Why vegan food is the future: chef Matthew Kenney puts his faith in plant-based menus as Covid-19 takes its toll on restaurants
- Kenney recently opened vegetarian restaurants in California, New York, and Buenos Aires as he bets on growth in plant-based food and snaps up good real estate
- Notable investors such as Saudi prince Khaled bin Alwaleed bin Talal and tech entrepreneur Kyle Vogt have backed Kenney’s efforts to expand

As the number of restaurants that have closed soars across the United States – nearly one in six since the start of the pandemic – Matthew Kenney sees opportunity to grow.
The Los Angeles-based chef has opened five vegetarian restaurants since September in California, New York, and Buenos Aires, with plans to add at least eight others to his international roster of more than 25 Matthew Kenney Cuisine establishments. The locations are spread around the globe, from Dubai to Los Cabos, Mexico, featuring concepts like the pizza-focused Double Zero and Sestina, which specialises in plant-based Italian.
Kenney is pushing forward with that goal even as a November surge of Covid-19 led Los Angeles authorities to limit service to takeaway, and as the National Restaurant Association (NRA) reports that about 100,000 restaurants have closed across the country this year.

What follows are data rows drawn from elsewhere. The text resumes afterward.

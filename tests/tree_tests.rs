//! Tests for container naming, the id pool and tree membership.
//!
//! Validates the name grammar, parent resolution, id reuse after
//! destroy, and the invariant that the name map always equals the set
//! reachable from the root.

use paddock::cgroup::{CgroupDriver, Hierarchy, CTRL_FREEZER, CTRL_MEMORY};
use paddock::{parent_name, valid_name, ClientSession, Config, Daemon, HostPath, IdPool};
use std::sync::Arc;
use tempfile::TempDir;

fn test_daemon(tmp: &TempDir) -> Arc<Daemon> {
    let mut config = Config::default();
    config.keyvalue.root = tmp.path().join("kvs");
    config.container.tmp_dir = tmp.path().join("work");
    let driver = CgroupDriver::with_hierarchies(vec![
        Hierarchy {
            kind: "freezer",
            controllers: CTRL_FREEZER,
            mount: HostPath::new(tmp.path().join("freezer")),
        },
        Hierarchy {
            kind: "memory",
            controllers: CTRL_MEMORY,
            mount: HostPath::new(tmp.path().join("memory")),
        },
    ]);
    let daemon = Daemon::with_driver(config, driver).unwrap();
    daemon.bootstrap().unwrap();
    daemon
}

// =============================================================================
// Name Grammar
// =============================================================================

#[test]
fn test_valid_names() {
    for name in ["a", "a/b", "web-1", "db_0", "x.y:z@host", "A/B/C"] {
        assert!(valid_name(name).is_ok(), "{} should be valid", name);
    }
}

#[test]
fn test_invalid_names() {
    assert!(valid_name("").is_err());
    assert!(valid_name("/a").is_err());
    assert!(valid_name("a//b").is_err());
    assert!(valid_name("a/").is_err());
    assert!(valid_name("self").is_err());
    assert!(valid_name("a/self/b").is_err());
    assert!(valid_name(".").is_err());
    assert!(valid_name("a b").is_err());
    assert!(valid_name("a*b").is_err());
    assert!(valid_name(&"x".repeat(300)).is_err());
    assert!(valid_name(&format!("{}/{}", "a".repeat(100), "b".repeat(201))).is_err());
}

#[test]
fn test_root_name_is_valid() {
    assert!(valid_name("/").is_ok());
}

#[test]
fn test_parent_name() {
    assert_eq!(parent_name("a"), "/");
    assert_eq!(parent_name("a/b"), "a");
    assert_eq!(parent_name("a/b/c"), "a/b");
}

// =============================================================================
// Id Pool
// =============================================================================

#[test]
fn test_id_pool_monotone_then_reuse() {
    let mut pool = IdPool::new(16);
    let a = pool.get().unwrap();
    let b = pool.get().unwrap();
    let c = pool.get().unwrap();
    assert!(a < b && b < c);

    pool.put(b).unwrap();
    // freed ids are not reused before the pool wraps
    let d = pool.get().unwrap();
    assert!(d > c);
}

#[test]
fn test_id_pool_exhaustion() {
    let mut pool = IdPool::new(4);
    for _ in 0..4 {
        pool.get().unwrap();
    }
    assert!(pool.get().is_err());
    pool.put(2).unwrap();
    assert_eq!(pool.get().unwrap(), 2);
}

#[test]
fn test_id_pool_claims() {
    let mut pool = IdPool::new(16);
    pool.get_at(7).unwrap();
    assert!(pool.get_at(7).is_err());
    assert!(pool.get_at(0).is_err());
    assert!(pool.get_at(17).is_err());
    assert!(pool.put(9).is_err());
    pool.put(7).unwrap();
    pool.get_at(7).unwrap();
}

// =============================================================================
// Tree Membership
// =============================================================================

#[test]
fn test_create_registers_and_destroy_removes() {
    let tmp = TempDir::new().unwrap();
    let daemon = test_daemon(&tmp);
    let client = ClientSession::system();

    daemon.create(&client, "a").unwrap();
    daemon.create(&client, "a/b").unwrap();
    daemon.create(&client, "a/b/c").unwrap();

    assert!(daemon.tree.contains("a/b/c"));
    assert_eq!(daemon.tree.len(), 4); // root included

    // the map matches what is reachable from the root
    let root = daemon.root();
    let mut reachable = 0;
    for ct in root.subtree() {
        assert!(daemon.tree.contains(&ct.name));
        reachable += 1;
    }
    assert_eq!(reachable, daemon.tree.len());

    // destroy removes the whole subtree
    daemon.destroy(&client, "a").unwrap();
    assert_eq!(daemon.tree.len(), 1);
    assert!(!daemon.tree.contains("a"));
    assert!(!daemon.tree.contains("a/b/c"));
}

#[test]
fn test_create_requires_parent() {
    let tmp = TempDir::new().unwrap();
    let daemon = test_daemon(&tmp);
    let client = ClientSession::system();

    let err = daemon.create(&client, "missing/child").unwrap_err();
    assert_eq!(err.kind(), paddock::ErrorKind::ContainerDoesNotExist);
}

#[test]
fn test_create_duplicate_rejected() {
    let tmp = TempDir::new().unwrap();
    let daemon = test_daemon(&tmp);
    let client = ClientSession::system();

    daemon.create(&client, "a").unwrap();
    let err = daemon.create(&client, "a").unwrap_err();
    assert_eq!(err.kind(), paddock::ErrorKind::ContainerAlreadyExists);
}

#[test]
fn test_level_cap() {
    let tmp = TempDir::new().unwrap();
    let daemon = test_daemon(&tmp);
    let client = ClientSession::system();

    let mut name = String::new();
    for i in 0..paddock::CONTAINER_LEVEL_MAX {
        if !name.is_empty() {
            name.push('/');
        }
        name.push_str(&format!("l{}", i));
        daemon.create(&client, &name).unwrap();
    }
    let too_deep = format!("{}/bottom", name);
    let err = daemon.create(&client, &too_deep).unwrap_err();
    assert_eq!(err.kind(), paddock::ErrorKind::InvalidValue);
}

#[test]
fn test_id_released_after_destroy() {
    let tmp = TempDir::new().unwrap();
    let daemon = test_daemon(&tmp);
    let client = ClientSession::system();

    let first = daemon.create(&client, "a").unwrap();
    let first_id = first.id;
    drop(first);
    daemon.destroy(&client, "a").unwrap();

    // many later creates will eventually reuse the released id
    let mut seen = false;
    for i in 0..paddock::CONTAINER_LEVEL_MAX as usize * 4096 {
        let name = format!("c{}", i);
        let ct = daemon.create(&client, &name).unwrap();
        let id = ct.id;
        drop(ct);
        daemon.destroy(&client, &name).unwrap();
        if id == first_id {
            seen = true;
            break;
        }
    }
    assert!(seen, "released id was never reused");
}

Pre-pandemic, the food industry added an average of 10,000 restaurants a year, according to a spokesperson for the NRA.

“We’re finding it a very attractive industry to grow in,” Kenney, 56, says. Two forces are driving his optimism: rising demand for plant-based food – even McDonald’s is testing the McPlant, while the meat-free market is expected to hit US$74.2 billion by 2027 – and vacancies creating opportunities for real estate deals.